### Task goal
What lines below contain the word "them"? Please pull each one out.

### Data provided
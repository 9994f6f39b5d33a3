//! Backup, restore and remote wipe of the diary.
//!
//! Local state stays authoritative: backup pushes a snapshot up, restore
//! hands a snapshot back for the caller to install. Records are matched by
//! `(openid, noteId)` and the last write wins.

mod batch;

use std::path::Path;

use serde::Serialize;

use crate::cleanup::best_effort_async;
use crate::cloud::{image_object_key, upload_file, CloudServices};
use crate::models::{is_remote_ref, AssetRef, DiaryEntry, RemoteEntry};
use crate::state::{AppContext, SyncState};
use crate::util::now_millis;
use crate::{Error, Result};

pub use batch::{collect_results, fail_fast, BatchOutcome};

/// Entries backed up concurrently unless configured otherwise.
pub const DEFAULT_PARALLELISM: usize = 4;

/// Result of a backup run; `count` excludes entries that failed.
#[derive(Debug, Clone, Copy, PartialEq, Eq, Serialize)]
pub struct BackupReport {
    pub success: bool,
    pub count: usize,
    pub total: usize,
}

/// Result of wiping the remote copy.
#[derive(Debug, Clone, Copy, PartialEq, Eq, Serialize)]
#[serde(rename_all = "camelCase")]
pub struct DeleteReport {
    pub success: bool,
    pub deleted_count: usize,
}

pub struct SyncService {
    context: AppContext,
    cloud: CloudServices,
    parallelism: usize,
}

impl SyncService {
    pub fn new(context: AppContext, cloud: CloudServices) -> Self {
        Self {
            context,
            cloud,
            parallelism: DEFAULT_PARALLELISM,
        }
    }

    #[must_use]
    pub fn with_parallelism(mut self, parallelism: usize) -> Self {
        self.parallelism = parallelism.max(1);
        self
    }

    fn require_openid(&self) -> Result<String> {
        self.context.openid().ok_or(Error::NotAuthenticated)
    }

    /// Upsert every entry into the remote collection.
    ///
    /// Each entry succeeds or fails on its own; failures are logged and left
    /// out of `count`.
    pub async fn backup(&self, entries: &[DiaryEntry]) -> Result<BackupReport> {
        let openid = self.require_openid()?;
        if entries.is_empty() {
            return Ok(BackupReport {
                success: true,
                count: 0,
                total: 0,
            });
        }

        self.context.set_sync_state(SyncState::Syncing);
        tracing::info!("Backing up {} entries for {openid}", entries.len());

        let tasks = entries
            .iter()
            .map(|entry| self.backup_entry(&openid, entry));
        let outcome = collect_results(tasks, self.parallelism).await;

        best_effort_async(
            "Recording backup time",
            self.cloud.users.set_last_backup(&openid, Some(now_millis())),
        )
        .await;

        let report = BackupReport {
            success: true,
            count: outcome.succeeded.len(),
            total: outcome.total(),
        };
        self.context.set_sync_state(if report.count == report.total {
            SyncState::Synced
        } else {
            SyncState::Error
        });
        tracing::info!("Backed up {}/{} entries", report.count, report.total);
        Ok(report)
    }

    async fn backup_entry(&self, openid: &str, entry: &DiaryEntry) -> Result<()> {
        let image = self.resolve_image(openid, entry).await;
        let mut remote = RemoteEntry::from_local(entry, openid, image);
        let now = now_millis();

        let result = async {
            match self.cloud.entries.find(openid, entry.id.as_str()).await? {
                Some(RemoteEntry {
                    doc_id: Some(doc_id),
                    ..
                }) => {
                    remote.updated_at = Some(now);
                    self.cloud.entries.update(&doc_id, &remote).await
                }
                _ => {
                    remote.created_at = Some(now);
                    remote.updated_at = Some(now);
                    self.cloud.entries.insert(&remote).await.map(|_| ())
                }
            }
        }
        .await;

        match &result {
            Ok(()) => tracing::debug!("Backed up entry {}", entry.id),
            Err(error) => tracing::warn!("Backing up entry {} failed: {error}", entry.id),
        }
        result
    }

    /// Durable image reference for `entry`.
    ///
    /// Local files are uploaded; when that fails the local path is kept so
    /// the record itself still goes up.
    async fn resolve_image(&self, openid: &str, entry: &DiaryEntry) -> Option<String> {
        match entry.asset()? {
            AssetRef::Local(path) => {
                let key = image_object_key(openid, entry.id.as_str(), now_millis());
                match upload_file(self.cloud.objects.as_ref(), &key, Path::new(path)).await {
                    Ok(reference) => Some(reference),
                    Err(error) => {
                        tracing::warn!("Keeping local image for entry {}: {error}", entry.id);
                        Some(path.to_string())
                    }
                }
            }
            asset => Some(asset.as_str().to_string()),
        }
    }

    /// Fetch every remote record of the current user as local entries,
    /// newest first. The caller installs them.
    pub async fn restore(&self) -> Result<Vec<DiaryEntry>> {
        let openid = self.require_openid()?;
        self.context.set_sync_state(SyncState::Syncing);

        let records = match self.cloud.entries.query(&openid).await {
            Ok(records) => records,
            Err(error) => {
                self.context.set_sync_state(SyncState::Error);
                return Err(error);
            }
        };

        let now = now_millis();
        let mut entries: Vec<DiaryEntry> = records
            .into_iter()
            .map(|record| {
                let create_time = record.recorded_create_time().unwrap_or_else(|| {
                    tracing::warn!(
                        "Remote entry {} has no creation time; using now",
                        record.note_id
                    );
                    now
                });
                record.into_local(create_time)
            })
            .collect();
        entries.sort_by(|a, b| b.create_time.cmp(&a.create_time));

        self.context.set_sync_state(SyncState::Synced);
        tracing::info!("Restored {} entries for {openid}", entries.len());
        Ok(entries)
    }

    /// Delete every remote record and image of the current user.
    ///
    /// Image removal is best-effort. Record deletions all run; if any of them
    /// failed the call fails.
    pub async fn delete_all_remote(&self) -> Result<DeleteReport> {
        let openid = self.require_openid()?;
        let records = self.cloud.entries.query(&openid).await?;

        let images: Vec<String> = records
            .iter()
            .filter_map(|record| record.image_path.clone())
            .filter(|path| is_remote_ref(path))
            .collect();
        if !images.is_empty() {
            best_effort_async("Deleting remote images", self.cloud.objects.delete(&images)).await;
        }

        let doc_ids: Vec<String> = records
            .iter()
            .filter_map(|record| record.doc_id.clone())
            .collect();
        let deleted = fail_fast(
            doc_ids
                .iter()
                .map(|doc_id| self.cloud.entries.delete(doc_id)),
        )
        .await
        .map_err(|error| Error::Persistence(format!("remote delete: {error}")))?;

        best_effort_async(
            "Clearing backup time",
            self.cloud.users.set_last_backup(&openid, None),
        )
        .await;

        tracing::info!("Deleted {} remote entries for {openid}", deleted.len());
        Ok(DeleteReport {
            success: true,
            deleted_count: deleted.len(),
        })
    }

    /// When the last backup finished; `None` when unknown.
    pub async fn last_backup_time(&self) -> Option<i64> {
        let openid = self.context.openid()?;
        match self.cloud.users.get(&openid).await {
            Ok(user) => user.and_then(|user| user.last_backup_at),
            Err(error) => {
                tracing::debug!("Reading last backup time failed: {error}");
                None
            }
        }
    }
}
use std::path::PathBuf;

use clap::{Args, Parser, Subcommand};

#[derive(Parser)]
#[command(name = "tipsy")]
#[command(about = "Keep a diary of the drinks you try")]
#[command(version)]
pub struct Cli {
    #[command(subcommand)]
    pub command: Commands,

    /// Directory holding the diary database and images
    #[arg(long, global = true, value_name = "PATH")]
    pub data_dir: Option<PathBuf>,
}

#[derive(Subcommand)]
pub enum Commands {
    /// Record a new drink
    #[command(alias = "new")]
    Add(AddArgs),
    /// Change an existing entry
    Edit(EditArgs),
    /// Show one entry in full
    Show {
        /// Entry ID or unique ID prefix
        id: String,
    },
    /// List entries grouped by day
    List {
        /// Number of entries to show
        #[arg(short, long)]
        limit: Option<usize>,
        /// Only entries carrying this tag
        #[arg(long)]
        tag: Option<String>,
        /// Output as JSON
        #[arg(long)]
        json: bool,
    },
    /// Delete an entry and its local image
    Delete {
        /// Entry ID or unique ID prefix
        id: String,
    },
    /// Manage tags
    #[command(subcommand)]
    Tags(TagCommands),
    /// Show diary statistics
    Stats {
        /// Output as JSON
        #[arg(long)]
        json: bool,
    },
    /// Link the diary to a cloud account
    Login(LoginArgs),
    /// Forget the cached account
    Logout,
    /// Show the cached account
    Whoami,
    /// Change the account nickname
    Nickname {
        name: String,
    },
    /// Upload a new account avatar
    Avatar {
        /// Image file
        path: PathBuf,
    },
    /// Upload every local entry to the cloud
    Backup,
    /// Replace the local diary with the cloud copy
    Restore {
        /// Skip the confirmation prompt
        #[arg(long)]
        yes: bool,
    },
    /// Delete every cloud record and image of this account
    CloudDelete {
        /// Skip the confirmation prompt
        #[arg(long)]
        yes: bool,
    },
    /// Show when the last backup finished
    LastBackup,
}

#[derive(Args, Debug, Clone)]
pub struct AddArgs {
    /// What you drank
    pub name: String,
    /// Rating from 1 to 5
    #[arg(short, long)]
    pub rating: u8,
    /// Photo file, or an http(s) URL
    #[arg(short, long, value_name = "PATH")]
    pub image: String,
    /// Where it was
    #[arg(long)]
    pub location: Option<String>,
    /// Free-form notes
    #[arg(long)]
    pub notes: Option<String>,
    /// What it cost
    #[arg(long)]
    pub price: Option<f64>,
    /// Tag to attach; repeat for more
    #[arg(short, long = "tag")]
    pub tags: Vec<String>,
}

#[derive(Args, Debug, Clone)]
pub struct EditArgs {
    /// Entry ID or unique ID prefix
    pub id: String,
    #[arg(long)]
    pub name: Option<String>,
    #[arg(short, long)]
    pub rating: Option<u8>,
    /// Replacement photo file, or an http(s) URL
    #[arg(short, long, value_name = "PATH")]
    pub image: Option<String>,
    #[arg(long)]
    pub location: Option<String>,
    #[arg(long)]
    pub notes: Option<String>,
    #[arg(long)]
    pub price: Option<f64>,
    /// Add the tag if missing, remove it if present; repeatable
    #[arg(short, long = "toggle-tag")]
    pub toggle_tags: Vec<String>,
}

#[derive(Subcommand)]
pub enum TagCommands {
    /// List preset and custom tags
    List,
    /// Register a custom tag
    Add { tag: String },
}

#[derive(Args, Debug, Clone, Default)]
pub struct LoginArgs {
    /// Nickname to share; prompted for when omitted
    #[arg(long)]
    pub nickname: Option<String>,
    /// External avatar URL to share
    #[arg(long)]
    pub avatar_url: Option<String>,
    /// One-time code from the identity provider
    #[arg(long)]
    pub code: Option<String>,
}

### Reply to the exercise
    /// newest first. The caller installs them.
    /// Image removal is best-effort. Record deletions all run; if any of them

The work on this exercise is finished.